Our first challenge has been deciding who to interview. We had identified a broad range of categories (regulators; H+S professionals; trade union actors; employer and business representatives; politicians; scientists and other observers). Some names were immediately obvious; others were recommended by either our helpful steering group, our existing contacts in the field, or by previous interviewees; and a few have been targeted following research into a specific topic or issue. This has allowed us to populate our categories (some more so than others!) and get a really broad spread of interesting interviewees.

The second challenge has been deciding what to ask – because this is a diverse pool of interviewees, we could not design a standard template of questions to ask in every case. But standardisation is not the goal of oral history interviewing – providing an authentic and personal account of the past is. With this in mind, we have worked from a ‘skeleton’ template, which sets out a chronological structure, and then populated each individual interviewee’s schedule with person-specific questions and areas to discuss. This has worked really well, allowing us to inform each interview with bespoke research on the person, and pointing attention at the key matters that each interviewee might want to discuss.

It must be said that our interviewees have proved to be a great resource – open and forthcoming, sometimes outspoken or revealing, and often insightful, reflective, and generous in their reminiscences. From Peers of the realm to professional managers, and from scientists to civil servants, they have all been able to pull apart the context of regulation in this area over the last fifty years. And all have given their own voice – which is exactly what we want the oral history methodology to capture for posterity!

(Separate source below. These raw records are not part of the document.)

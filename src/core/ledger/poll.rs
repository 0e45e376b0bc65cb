// Copyright (c) 2026 Amunchain
// Licensed under the Apache License, Version 2.0 (the "License");
// you may not use this file except in compliance with the License.
// You may obtain a copy of the License at
//     http://www.apache.org/licenses/LICENSE-2.0
// Unless required by applicable law or agreed to in writing, software
// distributed under the License is distributed on an "AS IS" BASIS,
// WITHOUT WARRANTIES OR CONDITIONS OF ANY KIND, either express or implied.
// See the License for the specific language governing permissions and
// limitations under the License.

#![forbid(unsafe_code)]
#![warn(missing_docs)]

use serde::{Deserialize, Serialize};

use crate::core::ledger::{Ledger, LedgerError};
use crate::core::state::store::Table;
use crate::core::types::FullId;

/// An open or finished poll.
#[derive(Clone, Debug, PartialEq, Eq, Serialize, Deserialize)]
pub struct Poll {
    /// Id (creating transaction id).
    pub id: u64,
    /// Creator.
    pub account: FullId,
    /// Name.
    pub name: String,
    /// Description.
    pub description: String,
    /// Options.
    pub options: Vec<String>,
    /// Fewest options a ballot must select.
    pub min_options: u8,
    /// Most options a ballot may select.
    pub max_options: u8,
    /// Last height at which votes are accepted.
    pub finish_height: u32,
}

/// One ballot: a 0/1 flag per option.
#[derive(Clone, Debug, PartialEq, Eq, Serialize, Deserialize)]
pub struct Vote {
    /// Poll.
    pub poll_id: u64,
    /// Voter.
    pub voter: FullId,
    /// Selections.
    pub choices: Vec<u8>,
}

fn vote_key(poll_id: u64, voter: FullId) -> Vec<u8> {
    let mut key = poll_id.to_be_bytes().to_vec();
    key.extend_from_slice(&voter.key_bytes());
    key
}

impl Ledger {
    /// Poll by id.
    pub fn poll(&self, id: u64) -> Result<Option<Poll>, LedgerError> {
        self.load(Table::Poll, &id.to_be_bytes(), None)
    }

    /// Create a poll.
    pub fn add_poll(&self, poll: &Poll, height: u32) -> Result<(), LedgerError> {
        self.save(Table::Poll, &poll.id.to_be_bytes(), height, Some(poll))
    }

    /// Ballot of `voter`.
    pub fn vote(&self, poll_id: u64, voter: FullId) -> Result<Option<Vote>, LedgerError> {
        self.load(Table::Vote, &vote_key(poll_id, voter), None)
    }

    /// Record a ballot.
    pub fn add_vote(&self, vote: &Vote, height: u32) -> Result<(), LedgerError> {
        self.save(Table::Vote, &vote_key(vote.poll_id, vote.voter), height, Some(vote))
    }

    /// Selection count per option.
    pub fn poll_results(&self, poll_id: u64) -> Result<Vec<u64>, LedgerError> {
        let poll = self.poll(poll_id)?.ok_or(LedgerError::Missing("poll"))?;
        let mut counts = vec![0u64; poll.options.len()];
        let votes: Vec<Vote> = self.load_all(Table::Vote, &poll_id.to_be_bytes(), None)?;
        for vote in votes {
            for (slot, choice) in counts.iter_mut().zip(vote.choices.iter()) {
                if *choice != 0 {
                    *slot += 1;
                }
            }
        }
        Ok(counts)
    }
}

#[cfg(test)]
mod tests {
    use super::*;
    use crate::core::ledger::testutil::ledger;

    #[test]
    fn results_count_selected_options() {
        let l = ledger();
        l.add_poll(
            &Poll {
                id: 9,
                account: FullId::new(1, 0),
                name: "color".into(),
                description: String::new(),
                options: vec!["red".into(), "blue".into()],
                min_options: 1,
                max_options: 2,
                finish_height: 100,
            },
            1,
        )
        .unwrap();
        for (n, choices) in [(2u64, vec![1, 0]), (3, vec![1, 1])] {
            l.add_vote(
                &Vote {
                    poll_id: 9,
                    voter: FullId::new(n, 0),
                    choices,
                },
                2,
            )
            .unwrap();
        }
        assert_eq!(l.poll_results(9).unwrap(), vec![2, 1]);
    }
}
// Copyright (c) 2026 Amunchain
// Licensed under the Apache License, Version 2.0 (the "License");
// you may not use this file except in compliance with the License.
// You may obtain a copy of the License at
//     http://www.apache.org/licenses/LICENSE-2.0
// Unless required by applicable law or agreed to in writing, software
// distributed under the License is distributed on an "AS IS" BASIS,
// WITHOUT WARRANTIES OR CONDITIONS OF ANY KIND, either express or implied.
// See the License for the specific language governing permissions and
// limitations under the License.

#![forbid(unsafe_code)]

use crate::core::ledger::{Ledger, LedgerError};
use crate::core::tx::registry::{TransactionBehavior, ValidationContext};
use crate::core::tx::transaction::Transaction;
use crate::core::tx::{TxKind, ValidationError};

/// Plain value transfer; amount and fee are handled by the generic pipeline.
pub struct OrdinaryPayment;

impl TransactionBehavior for OrdinaryPayment {
    fn kind(&self) -> TxKind {
        TxKind::ORDINARY_PAYMENT
    }

    fn name(&self) -> &'static str {
        "OrdinaryPayment"
    }

    fn validate_attachment(&self, tx: &Transaction, _ctx: &ValidationContext<'_>) -> Result<(), ValidationError> {
        if tx.amount() <= 0 {
            return Err(ValidationError::not_valid("payment amount must be positive"));
        }
        Ok(())
    }

    fn apply_attachment(&self, _tx: &Transaction, _ledger: &Ledger, _height: u32) -> Result<(), LedgerError> {
        Ok(())
    }
}

pub(crate) fn behaviors() -> Vec<Box<dyn TransactionBehavior>> {
    vec![Box::new(OrdinaryPayment)]
}
// Copyright (c) 2026 Amunchain
// Licensed under the Apache License, Version 2.0 (the "License");
// you may not use this file except in compliance with the License.
// You may obtain a copy of the License at
//     http://www.apache.org/licenses/LICENSE-2.0
// Unless required by applicable law or agreed to in writing, software
// distributed under the License is distributed on an "AS IS" BASIS,
// WITHOUT WARRANTIES OR CONDITIONS OF ANY KIND, either express or implied.
// See the License for the specific language governing permissions and
// limitations under the License.

#![forbid(unsafe_code)]

//! Block processing errors.

use thiserror::Error;

use crate::core::ledger::LedgerError;
use crate::core::state::store::StoreError;
use crate::core::tx::ValidationError;
use crate::core::types::CodecError;

/// Why a block was not accepted.
#[derive(Debug, Error)]
pub enum BlockError {
    /// Structural, signature or content failure; the sender may be blacklisted.
    #[error("block not accepted: {0}")]
    NotAccepted(String),
    /// Ordering or timing problem; the block may be valid later.
    #[error("block out of order: {0}")]
    OutOfOrder(String),
    /// One of the block's transactions is invalid.
    #[error("transaction {id} not accepted: {reason}")]
    TransactionNotAccepted {
        /// Offending transaction.
        id: u64,
        /// Validation failure.
        reason: ValidationError,
    },
    /// Confirmed/unconfirmed balance invariant broken.
    #[error("double spending: {0}")]
    DoubleSpending(String),
    /// Store or ledger failure.
    #[error("ledger: {0}")]
    Ledger(LedgerError),
    /// The chain cannot be restored to a consistent state.
    #[error("fatal: {0}")]
    Fatal(String),
}

impl BlockError {
    pub(crate) fn not_accepted(msg: impl Into<String>) -> Self {
        Self::NotAccepted(msg.into())
    }

    pub(crate) fn out_of_order(msg: impl Into<String>) -> Self {
        Self::OutOfOrder(msg.into())
    }

    pub(crate) fn transaction(id: u64, reason: ValidationError) -> Self {
        Self::TransactionNotAccepted { id, reason }
    }

    /// True for content errors that justify blacklisting the peer that sent the block.
    pub fn is_content_error(&self) -> bool {
        matches!(
            self,
            Self::NotAccepted(_) | Self::TransactionNotAccepted { .. } | Self::DoubleSpending(_)
        )
    }
}

impl From<LedgerError> for BlockError {
    fn from(e: LedgerError) -> Self {
        match e {
            LedgerError::DoubleSpending { .. } | LedgerError::AssetDoubleSpending { .. } => {
                Self::DoubleSpending(e.to_string())
            }
            other => Self::Ledger(other),
        }
    }
}

impl From<StoreError> for BlockError {
    fn from(e: StoreError) -> Self {
        Self::Ledger(LedgerError::Store(e))
    }
}

impl From<CodecError> for BlockError {
    fn from(e: CodecError) -> Self {
        Self::NotAccepted(format!("codec: {e}"))
    }
}
// Copyright (c) 2026 Amunchain
// Licensed under the Apache License, Version 2.0 (the "License");
// you may not use this file except in compliance with the License.
// You may obtain a copy of the License at
//     http://www.apache.org/licenses/LICENSE-2.0
// Unless required by applicable law or agreed to in writing, software
// distributed under the License is distributed on an "AS IS" BASIS,
// WITHOUT WARRANTIES OR CONDITIONS OF ANY KIND, either express or implied.
// See the License for the specific language governing permissions and
// limitations under the License.

#![forbid(unsafe_code)]
#![warn(missing_docs)]

//! Height-versioned ledger: accounts and every satellite record keyed off them.
//!
//! Every mutation writes a new version at the height of the block being applied, so a
//! rollback is a `rollback_to` over the versioned tables rather than a replay.

use dashmap::DashMap;
use serde::{de::DeserializeOwned, Serialize};
use std::sync::Arc;
use thiserror::Error;

use crate::core::security::crypto::sha256;
use crate::core::state::store::{StoreError, Table, VersionedStore};
use crate::core::types::{decode_record, encode_canonical, CodecError, FullId, PublicKey};

/// Accounts, balances, leases, info, properties and public keys.
pub mod account;
/// Aliases and alias sale offers.
pub mod alias;
/// Assets and per-account holdings.
pub mod asset;
/// Phasing polls, votes and results.
pub mod phasing;
/// Polls and votes.
pub mod poll;
/// Prunable message bodies.
pub mod prunable;

/// Ledger errors.
#[derive(Debug, Error)]
pub enum LedgerError {
    #[error("store: {0}")]
    Store(#[from] StoreError),
    #[error("codec: {0}")]
    Codec(#[from] CodecError),
    /// Confirmed/unconfirmed invariant broken.
    #[error("double spending by {account}: balance {balance}, unconfirmed {unconfirmed}")]
    DoubleSpending {
        account: FullId,
        balance: i64,
        unconfirmed: i64,
    },
    /// Asset quantity invariant broken.
    #[error("asset double spending by {account} on asset {asset}")]
    AssetDoubleSpending { account: FullId, asset: u64 },
    #[error("public key mismatch for {0}")]
    PublicKeyMismatch(FullId),
    #[error("balance overflow for {0}")]
    Overflow(FullId),
    #[error("missing {0}")]
    Missing(&'static str),
}

/// Versioned ledger over a [`VersionedStore`].
pub struct Ledger {
    store: Arc<dyn VersionedStore>,
    public_keys: DashMap<FullId, PublicKey>,
}

impl Ledger {
    /// Ledger over `store`.
    pub fn new(store: Arc<dyn VersionedStore>) -> Self {
        Self {
            store,
            public_keys: DashMap::new(),
        }
    }

    /// Backing store.
    pub fn store(&self) -> &Arc<dyn VersionedStore> {
        &self.store
    }

    pub(crate) fn load<T: DeserializeOwned>(
        &self,
        table: Table,
        key: &[u8],
        at: Option<u32>,
    ) -> Result<Option<T>, LedgerError> {
        match self.store.latest(table, key, at)? {
            Some(raw) => Ok(Some(decode_record(&raw)?)),
            None => Ok(None),
        }
    }

    pub(crate) fn save<T: Serialize>(
        &self,
        table: Table,
        key: &[u8],
        height: u32,
        value: Option<&T>,
    ) -> Result<(), LedgerError> {
        match value {
            Some(v) => {
                let raw = encode_canonical(v)?;
                self.store.insert_version(table, key, height, Some(&raw))?;
            }
            None => self.store.insert_version(table, key, height, None)?,
        }
        Ok(())
    }

    pub(crate) fn load_all<T: DeserializeOwned>(
        &self,
        table: Table,
        prefix: &[u8],
        at: Option<u32>,
    ) -> Result<Vec<T>, LedgerError> {
        self.store
            .latest_all(table, prefix, at)?
            .iter()
            .map(|(_, raw)| decode_record(raw).map_err(LedgerError::from))
            .collect()
    }

    /// The version written exactly at `height`, if any.
    pub(crate) fn load_exact<T: DeserializeOwned>(
        &self,
        table: Table,
        key: &[u8],
        height: u32,
    ) -> Result<Option<T>, LedgerError> {
        let raw = if height == 0 {
            self.store.latest(table, key, Some(0))?
        } else {
            self.store
                .versions(table, key, height - 1, height)?
                .into_iter()
                .next()
                .and_then(|(_, v)| v)
        };
        match raw {
            Some(raw) => Ok(Some(decode_record(&raw)?)),
            None => Ok(None),
        }
    }

    /// Drop every versioned record above `height`.
    pub fn rollback_to(&self, height: u32) -> Result<(), LedgerError> {
        for table in Table::VERSIONED {
            self.store.rollback_to(table, height)?;
        }
        self.clear_cache();
        Ok(())
    }

    /// Drop every versioned record.
    pub fn truncate(&self) -> Result<(), LedgerError> {
        for table in Table::VERSIONED {
            self.store.truncate(table)?;
        }
        self.clear_cache();
        Ok(())
    }

    /// Invalidate the public-key cache.
    pub fn clear_cache(&self) {
        self.public_keys.clear();
    }
}

/// Fixed-length key for a case-insensitive name.
pub fn name_key(name: &str) -> [u8; 32] {
    sha256(name.to_lowercase().as_bytes())
}

#[cfg(test)]
pub(crate) mod testutil {
    use super::*;
    use crate::core::state::store::SledStore;

    pub fn ledger() -> Ledger {
        Ledger::new(Arc::new(SledStore::temporary().unwrap()))
    }
}
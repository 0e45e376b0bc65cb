// Copyright (c) 2026 Amunchain
// Licensed under the Apache License, Version 2.0 (the "License");
// you may not use this file except in compliance with the License.
// You may obtain a copy of the License at
//     http://www.apache.org/licenses/LICENSE-2.0
// Unless required by applicable law or agreed to in writing, software
// distributed under the License is distributed on an "AS IS" BASIS,
// WITHOUT WARRANTIES OR CONDITIONS OF ANY KIND, either express or implied.
// See the License for the specific language governing permissions and
// limitations under the License.

#![forbid(unsafe_code)]
#![warn(missing_docs)]

//! Amunchain hybrid PoW/PoS node - consensus and state-transition engine.
//!
//! This repository provides:
//! - Deterministic types & canonical byte/JSON encodings for blocks and transactions
//! - A versioned account/asset ledger on sled with height-stamped rollback
//! - A transaction type registry driving every state mutation
//! - The blockchain processor: validation, fork choice, pop-off, rescan, difficulty
//! - A peer sync loop against an abstract transport
//! - Monitoring via Prometheus metrics and structured logging

/// Core protocol primitives (types, params, ledger, transactions, chain).
pub mod core;
/// Observability (metrics).
pub mod monitoring;
/// Peer contracts and the block download loop.
pub mod networking;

The hardest part of the process is likely to be one of analysis – pulling out the material that matters and seeing the links between the different interviews. Many people have touched on similar topics from different angles, or given contrasting views on specific points. Some of these (like Piper Alpha, the Robens Report, Asbestosis, and the EU/6-Pack) will likely form the basis of case studies within our reports. We still have spaces for interviews and would particularly value some in key areas (trade union safety reps/policymakers; people working on safety issues prior to the 1974 Act; safety actors in the fields of occupational health and/or Local Authority enforcement) so please do draw this to the attention of anyone who would be suitable!

An introduction to archival research

In the middle of July, the project’s ongoing archival research programme turned its attention to the holdings at the Museum of English Rural Life at the University of Reading, which include some relevant and interesting materials, particularly relating to the National Union of Agricultural Workers (NUAW). Mike and Laura, who have been conducting the archival work to date, booked in for a day at MERL, and this provided a chance for Paul and Carmen to head down the hill from Whiteknights to learn more about the process of archival research at first hand.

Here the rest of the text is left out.